Rex v Dlamini and Another (165 of 2010) [2014] SZHC 26 (28 February 2014)




IN THE HIGH COURT OF SWAZILAND

JUDGMENT



Criminal Case No. 165/10



REX

V

ZONKE THOKOZANI TRADEWELL DLAMINI 1ST ACCUSED

BHEKUMUSA BHEKI DLAMINI 2ND ACCUSED

Neutral citation: Rex v Zonke Thokozani Tradewell Dlamini and Another (165/10) [2014] SZHC 26(28 February 2014)

Coram: OTA J.

Heard: 25 February 2014

Delivered: 28 February 2014

Summary: Criminal law: sentencing pursuant to section 5(1) of The Suppression of Terrorism Act (2008); 1st Accused was found guilty on two counts of petrol bombing and doing extensive damage to the homesteads of two top government officials; his unprovoked and unwarranted activities intimidated the public and threatened the national security; the 1st Accused is sentenced to 15 years imprisonment on each count. The sentences are to run concurrently and are backdated to the date of 1st Accused’s arrest and incarceration.

OTA J.



[1] On 25 February 2014 I convicted the 1st Accused Zonke Thokozani Tradewell Dlamini on two counts of offences of contravening section 5 (1) of the Suppression of Terrorism Act of 2008 (The Act). The 1st Accused had thrown petrol bombs and set fire to the homesteads of two top government officials, namely, Vusi Masuku who was at the time of this incident in 2010, the Police Public Relations Officer, as well as, the late MP Bheki Mkhonta who was then the Member of Parliament for the Mtsambama area. The two communities were very shocked by these bombings confirming the intention of the 1st Accused which was to intimidate the public.
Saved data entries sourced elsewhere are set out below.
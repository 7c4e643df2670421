use serde::{Deserialize, Serialize};
use std::collections::HashSet;
use std::fmt;
use std::fs::File;
use std::io::BufReader;
use std::path::Path;
use std::sync::LazyLock;

use crate::board::{FREE_SPACE, TOTAL_CELLS};
use crate::error::BingoError;

/// Number of activities a single board draws from the catalog.
pub const ACTIVITIES_PER_BOARD: usize = TOTAL_CELLS - 1;

const MADISON_COUNTY_JSON: &str = include_str!("../activities.json");

static MADISON_COUNTY: LazyLock<Catalog> = LazyLock::new(|| {
    let parsed: CatalogFile =
        serde_json::from_str(MADISON_COUNTY_JSON).expect("activities.json is valid JSON");
    Catalog::new(parsed.activities).expect("activities.json is a valid catalog")
});

#[derive(Debug, Clone, PartialEq, Eq, Hash, Serialize, Deserialize)]
#[serde(transparent)]
pub struct Activity(String);

impl Activity {
    pub fn as_str(&self) -> &str {
        &self.0
    }
}

impl fmt::Display for Activity {
    fn fmt(&self, f: &mut fmt::Formatter<'_>) -> fmt::Result {
        f.write_str(&self.0)
    }
}

/// The fixed list of activities boards are drawn from.
///
/// A catalog is validated once when it is built: it holds at least
/// [`ACTIVITIES_PER_BOARD`] distinct, non-blank labels and never the
/// center-square label.
#[derive(Debug, Clone, PartialEq, Eq)]
pub struct Catalog {
    activities: Vec<Activity>,
}

impl Catalog {
    pub fn new<I, S>(labels: I) -> Result<Self, BingoError>
    where
        I: IntoIterator<Item = S>,
        S: Into<String>,
    {
        let mut seen = HashSet::new();
        let mut activities = Vec::new();
        for (pos, label) in labels.into_iter().enumerate() {
            let label: String = label.into();
            let label = label.trim().to_string();
            if label.is_empty() {
                return Err(BingoError::EmptyActivity(pos));
            }
            if label.eq_ignore_ascii_case(FREE_SPACE) {
                return Err(BingoError::ReservedActivity(label));
            }
            if !seen.insert(label.clone()) {
                return Err(BingoError::DuplicateActivity(label));
            }
            activities.push(Activity(label));
        }
        if activities.len() < ACTIVITIES_PER_BOARD {
            return Err(BingoError::CatalogTooSmall {
                found: activities.len(),
                required: ACTIVITIES_PER_BOARD,
            });
        }
        Ok(Self { activities })
    }

    /// Built-in catalog of Madison County, NC activities, embedded from
    /// `activities.json`.
    pub fn madison_county() -> Self {
        MADISON_COUNTY.clone()
    }

    pub fn activities(&self) -> &[Activity] {
        &self.activities
    }

    pub fn len(&self) -> usize {
        self.activities.len()
    }

    pub fn is_empty(&self) -> bool {
        self.activities.is_empty()
    }

    pub fn contains(&self, label: &str) -> bool {
        self.activities.iter().any(|a| a.as_str() == label)
    }
}

// The JSON file has the following structure:
// {
//    "activities": [ "Hike Max Patch", "Find a waterfall", ... ]
// }
#[derive(Debug, Deserialize)]
struct CatalogFile {
    activities: Vec<String>,
}

pub fn read_catalog_from_json(path: impl AsRef<Path>) -> Result<Catalog, BingoError> {
    let path = path.as_ref();
    let file = File::open(path).map_err(|source| BingoError::Io {
        path: path.to_path_buf(),
        source,
    })?;
    let reader = BufReader::new(file);
    let parsed: CatalogFile =
        serde_json::from_reader(reader).map_err(|source| BingoError::Json {
            path: path.to_path_buf(),
            source,
        })?;
    let catalog = Catalog::new(parsed.activities)?;
    tracing::debug!(path = %path.display(), activities = catalog.len(), "loaded catalog");
    Ok(catalog)
}

#[cfg(test)]
mod tests {
    use super::*;

    #[test]
    fn built_in_catalog_has_forty_distinct_entries() {
        let catalog = Catalog::madison_county();
        assert_eq!(catalog.len(), 40);
        let labels: Vec<String> = catalog.activities().iter().map(|a| a.to_string()).collect();
        assert!(Catalog::new(labels).is_ok());
    }

    #[test]
    fn test_read_catalog_from_json() {
        let catalog = read_catalog_from_json("activities.json").expect("should read file");
        assert_eq!(catalog, Catalog::madison_county());
    }

    #[test]
    fn rejects_small_catalog() {
        let labels: Vec<String> = (0..23).map(|i| format!("Activity {i}")).collect();
        match Catalog::new(labels) {
            Err(BingoError::CatalogTooSmall { found, required }) => {
                assert_eq!(found, 23);
                assert_eq!(required, 24);
            }
            other => panic!("unexpected result: {other:?}"),
        }
    }

    #[test]
    fn rejects_duplicates_blanks_and_free_space() {
        let mut labels: Vec<String> = (0..24).map(|i| format!("Activity {i}")).collect();
        labels.push("Activity 3".into());
        assert!(matches!(
            Catalog::new(labels.clone()),
            Err(BingoError::DuplicateActivity(l)) if l == "Activity 3"
        ));

        labels.pop();
        labels.push("   ".into());
        assert!(matches!(Catalog::new(labels.clone()), Err(BingoError::EmptyActivity(24))));

        labels.pop();
        labels.push("free space".into());
        assert!(matches!(Catalog::new(labels), Err(BingoError::ReservedActivity(_))));
    }

    #[test]
    fn missing_file_reports_path() {
        let err = read_catalog_from_json("does-not-exist.json").unwrap_err();
        assert!(err.to_string().contains("does-not-exist.json"));
    }
}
[2] In mitigation of sentence, learned defence Counsel Advocate Sihlali detailed a litany of factors, namely:- (1) The 1st Accused is a first offender; (2) has a four year old child who prior to his arrest was totally dependant on him for financial support; (3) was the sole bread winner of his family as he was self employed as an electrician; (4) since his incarceration the 1st Accused’s family has been dependant on members of the community and neighbours for subsistence; (5) the1st Accused has been suffering from persistent headaches due to the fact that he was tortured in the wake of his arrest; (6) the 1st Accused is epileptic and needs constant supervision to prevent him from coming to harm in the event of seizures. His continued incarceration without the requisite supervision exposes him to danger as he might have a seizure in the shower or even when performing any of the duties he may be given in prison such as cooking. The 1st Accused may have a seizure and fall on the stove; (7) he is not also getting the appropriate or proper medical treatment for his epilepsy. The treatment he receives is not consistent. He is not medically supervised and does not have regular checkups for his condition; (8) 1st Accused has been in custody for 3 years and 8 months, a particularly long time. The long incarceration has been caused by undue delay of the trial to the extent that the 1st Accused had to make an application in court to compel the prosecution to proceed with the trial and also had to go on hunger strike to compel an expedited trial. The court should thus consider the 3 year 8 months period of imprisonment as sufficient incarceration for the 1st Accused in the circumstances; (9) the 1st Accused is a young man who is prepared to undergo rehabilitation. He is remorseful and is prepared to apologize to his victims. This is a perfect case for the court to apply restorative rather than retributive justice to enable the parties reconcile, allow the 1st Accused re-integrate back into the community and the community will be rebuilt. More so as 1st Accused was a respected man in his society where he rendered essential service as an electrician.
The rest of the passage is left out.